Using a similar approach, Benjamin Harris estimated that eliminating the mortgage interest deduction alone would lead to a
28 percent decline in metropolitan-area housing prices in cities where the average taxpayer buying a new house is in the 35 percent tax bracket. This decline would be less severe in cities with less-afﬂuent residents.
Both studies ﬁnd that price declines would be largest in cities with low rent-to-price ratios and high property tax rates.
When a similar analysis was done using data from 2006 to 2010, however, the results were much less clear, showing no discernible relationship between the MID and house prices.
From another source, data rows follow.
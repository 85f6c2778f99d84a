//! Speech engine abstraction.
//!
//! The recognizer and synthesizer runtimes are opaque collaborators. These
//! traits are the whole surface the workers consume, shaped after streaming
//! online-recognizer and offline-TTS runtimes. Engines are freed by `Drop`.
//!
//! Engines are constructed on their worker thread by a loader, so they need
//! `Send` but never `Sync`; all mutation happens on that one thread.

pub mod stub;

use std::path::Path;

use crate::error::Result;

/// Streaming speech recognizer with endpoint detection.
pub trait OnlineRecognizer: Send + 'static {
    /// Append mono PCM captured at `sample_rate`.
    fn accept_waveform(&mut self, sample_rate: u32, samples: &[f32]) -> Result<()>;

    /// `true` while enough audio is buffered for another `decode` step.
    fn is_ready(&self) -> bool;

    fn decode(&mut self) -> Result<()>;

    /// Text decoded so far for the current utterance.
    fn result(&self) -> String;

    /// `true` once trailing silence marks the end of the utterance.
    fn is_endpoint(&self) -> bool;

    /// Start a new utterance.
    fn reset(&mut self);
}

/// Builds a recognizer from its asset directory. Runs on the worker thread.
pub trait RecognizerLoader: Send + 'static {
    fn load(self: Box<Self>, asset_dir: &Path) -> Result<Box<dyn OnlineRecognizer>>;
}

impl<F> RecognizerLoader for F
where
    F: FnOnce(&Path) -> Result<Box<dyn OnlineRecognizer>> + Send + 'static,
{
    fn load(self: Box<Self>, asset_dir: &Path) -> Result<Box<dyn OnlineRecognizer>> {
        (*self)(asset_dir)
    }
}

/// One generated utterance.
#[derive(Debug, Clone, PartialEq)]
pub struct SynthesizedAudio {
    pub samples: Vec<f32>,
    pub sample_rate: u32,
}

/// Text-to-speech engine.
pub trait Synthesizer: Send + 'static {
    fn num_speakers(&self) -> u32;

    /// Rate of everything `generate` returns.
    fn sample_rate(&self) -> u32;

    /// # Errors
    /// Returns `DuplexError::Runtime` for unusable input (unknown voice,
    /// invalid speed) or engine failure.
    fn generate(&mut self, text: &str, voice_id: u32, speed: f32) -> Result<SynthesizedAudio>;
}

/// Builds a synthesizer from its asset directory. Runs on the worker thread.
pub trait SynthesizerLoader: Send + 'static {
    fn load(self: Box<Self>, asset_dir: &Path) -> Result<Box<dyn Synthesizer>>;
}

impl<F> SynthesizerLoader for F
where
    F: FnOnce(&Path) -> Result<Box<dyn Synthesizer>> + Send + 'static,
{
    fn load(self: Box<Self>, asset_dir: &Path) -> Result<Box<dyn Synthesizer>> {
        (*self)(asset_dir)
    }
}
//! Sample-rate conversion.
//!
//! ## Capture path: `decimate`
//!
//! Capture batches are brought down to the recognizer's 16 kHz with a plain
//! block-average decimator: output sample *i* is the mean of the input
//! samples in `[round(i·r), round((i+1)·r))` with `r = input_rate / output_rate`.
//! It aliases, but it costs one pass and adds no latency, which is what a
//! streaming recognizer wants. Equal rates pass the buffer through untouched.
//!
//! ## Playback path: `RateConverter`
//!
//! Synthesized chunks arrive at the synthesizer's rate (commonly 22.05 kHz)
//! while output devices run at their own (commonly 48 kHz). `RateConverter`
//! wraps a rubato `FastFixedIn` resampler for that direction, where quality
//! matters more and a few milliseconds of filter delay are invisible.
//!
//! ```ignore
//! let pcm16k = decimate(batch.samples, 48_000, 16_000);
//! let playable = convert(&chunk.samples, 22_050, 48_000)?;
//! ```

use rubato::{FastFixedIn, PolynomialDegree, Resampler};
use tracing::error;

use crate::error::{DuplexError, Result};

/// Rate expected by the recognizer.
pub const RECOGNIZER_SAMPLE_RATE: u32 = 16_000;

/// Input frames per rubato call on the playback path.
const CONVERTER_CHUNK: usize = 1024;

/// Block-average decimation from `input_rate` to `output_rate`.
///
/// A zero rate on either side carries no timing information, so the input
/// is returned unchanged.
pub fn decimate(input: Vec<f32>, input_rate: u32, output_rate: u32) -> Vec<f32> {
    if input_rate == output_rate || input.is_empty() || input_rate == 0 || output_rate == 0 {
        return input;
    }

    let ratio = input_rate as f64 / output_rate as f64;
    let out_len = (input.len() as f64 / ratio).round() as usize;
    let mut out = Vec::with_capacity(out_len);

    for i in 0..out_len {
        let start = (i as f64 * ratio).round() as usize;
        let end = ((i + 1) as f64 * ratio).round() as usize;

        if end <= start {
            // Upsampling degenerates to sample-and-hold.
            out.push(input[start.min(input.len() - 1)]);
            continue;
        }

        let sum: f32 = input[start.min(input.len())..end.min(input.len())]
            .iter()
            .sum();
        out.push(sum / (end - start) as f32);
    }

    out
}

/// Converts f32 mono audio from one fixed sample rate to another.
pub struct RateConverter {
    /// `None` when source rate == target rate (passthrough mode).
    resampler: Option<FastFixedIn<f32>>,
    /// Holds partial input chunks between calls.
    input_buf: Vec<f32>,
    chunk_size: usize,
    /// Pre-allocated output buffer: `[1][output_frames_max]`.
    output_buf: Vec<Vec<f32>>,
}

impl RateConverter {
    /// # Errors
    /// Returns `DuplexError::AudioDevice` if rubato fails to initialise.
    pub fn new(source_rate: u32, target_rate: u32, chunk_size: usize) -> Result<Self> {
        if source_rate == target_rate {
            return Ok(Self {
                resampler: None,
                input_buf: Vec::new(),
                chunk_size,
                output_buf: Vec::new(),
            });
        }

        let ratio = target_rate as f64 / source_rate as f64;
        let resampler = FastFixedIn::<f32>::new(
            ratio,
            1.0, // fixed ratio
            PolynomialDegree::Cubic,
            chunk_size,
            1, // mono
        )
        .map_err(|e| DuplexError::AudioDevice(format!("resampler init: {e}")))?;

        let max_out = resampler.output_frames_max();
        let output_buf = vec![vec![0f32; max_out]; 1];

        tracing::debug!(source_rate, target_rate, chunk_size, "playback resampler created");

        Ok(Self {
            resampler: Some(resampler),
            input_buf: Vec::new(),
            chunk_size,
            output_buf,
        })
    }

    /// Process incoming samples, returning resampled output (may be empty).
    ///
    /// Samples are accumulated until a full `chunk_size` block is available;
    /// the remainder waits for the next call or `flush`.
    pub fn process(&mut self, samples: &[f32]) -> Vec<f32> {
        let Some(ref mut resampler) = self.resampler else {
            return samples.to_vec();
        };

        self.input_buf.extend_from_slice(samples);
        let mut result = Vec::new();

        while self.input_buf.len() >= self.chunk_size {
            let input_slice = &self.input_buf[..self.chunk_size];
            match resampler.process_into_buffer(&[input_slice], &mut self.output_buf, None) {
                Ok((_consumed, produced)) => {
                    result.extend_from_slice(&self.output_buf[0][..produced]);
                }
                Err(e) => error!("resampler process error: {e}"),
            }
            self.input_buf.drain(..self.chunk_size);
        }

        result
    }

    /// Push out whatever is still buffered, zero-padding the final block.
    pub fn flush(&mut self) -> Vec<f32> {
        let Some(ref mut resampler) = self.resampler else {
            return Vec::new();
        };
        if self.input_buf.is_empty() {
            return Vec::new();
        }

        let tail = std::mem::take(&mut self.input_buf);
        let wave_in: [&[f32]; 1] = [tail.as_slice()];
        match resampler.process_partial_into_buffer(Some(&wave_in[..]), &mut self.output_buf, None) {
            Ok((_consumed, produced)) => self.output_buf[0][..produced].to_vec(),
            Err(e) => {
                error!("resampler flush error: {e}");
                Vec::new()
            }
        }
    }

    /// Returns `true` when source rate == target rate.
    pub fn is_passthrough(&self) -> bool {
        self.resampler.is_none()
    }
}

/// Convert a whole buffer in one go.
pub fn convert(samples: &[f32], source_rate: u32, target_rate: u32) -> Result<Vec<f32>> {
    let mut converter = RateConverter::new(source_rate, target_rate, CONVERTER_CHUNK)?;
    if converter.is_passthrough() {
        return Ok(samples.to_vec());
    }
    let mut out = converter.process(samples);
    out.extend(converter.flush());

    // The zero-padded final block overshoots; trim to the ideal length.
    let expected =
        (samples.len() as f64 * target_rate as f64 / source_rate as f64).round() as usize;
    out.truncate(expected);
    Ok(out)
}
The participants at our roundtable agreed that this means post-recession housing market conditions have disrupted the normal relationships between user costs, rents, and house prices—not that the MID no longer affects house prices. The current turbulence in housing markets simply makes it extremely difﬁcult to predict the effects of changes in the MID.
“Post recession”? Excuse me while I laugh. I do agree that the MID is no longer a huge factor. It’s our school funding system that’s the real problem. People pay highly inflated prices for housing simply to get their kids in the “right” school district. Well, let me remind you that my ex-husband and I made a counter-intuitive move into a declining neighborhood with a lower-ranked school district. (We got a four-bedroom, three-bath house right outside the city for $35,000 and more than doubled the selling price ten years later.) But we knew we wanted a district with a strong art program, and the local elementary school was a computer magnet.
As I’ve mentioned before, my kids did well. Teachers in a marginal district are eager to have some bright kids, and mine got a lot of attention. One was in the gifted program, the other one missed by a few IQ points. (Even though he was just as smart, just harder to test.) But the problems getting the right remedial help for my oldest weren’t any different from the stories I heard from friends in the exclusive districts.
My youngest, who didn’t have the learning disabilities of my oldest, ended up getting $250,000 in academic scholarship offers, including a full ride at University of Maryland. (He didn’t take it, much to my chagrin). That was a lot of money back then, and he was accepted at all but two of the schools he applied. (NYU and Cooper Union, which is harder to get into than Harvard.)
The point I want to make is, you don’t need to buy your kid’s way into a better life with the right school. I’ve seen so many people beggar themselves by buying expensive homes they can’t afford. I’m still convinced that parents and the home environment are the most important factors in a child’s learning. Are there plenty of books around? Do you read to your child? Does the family play word games? Do you take them to museums and libraries? Do you talk to them about interesting things? Do you show them how to take things apart, or how to make things?
And besides, college admissions staff look for how well your child did for his/her circumstances. If everyone in her school had parents who paid for test prep and tutors, it’s hard to stand out. A kid in a middling school who took all the AP classes and sought out additional resources is much more likely to be admitted.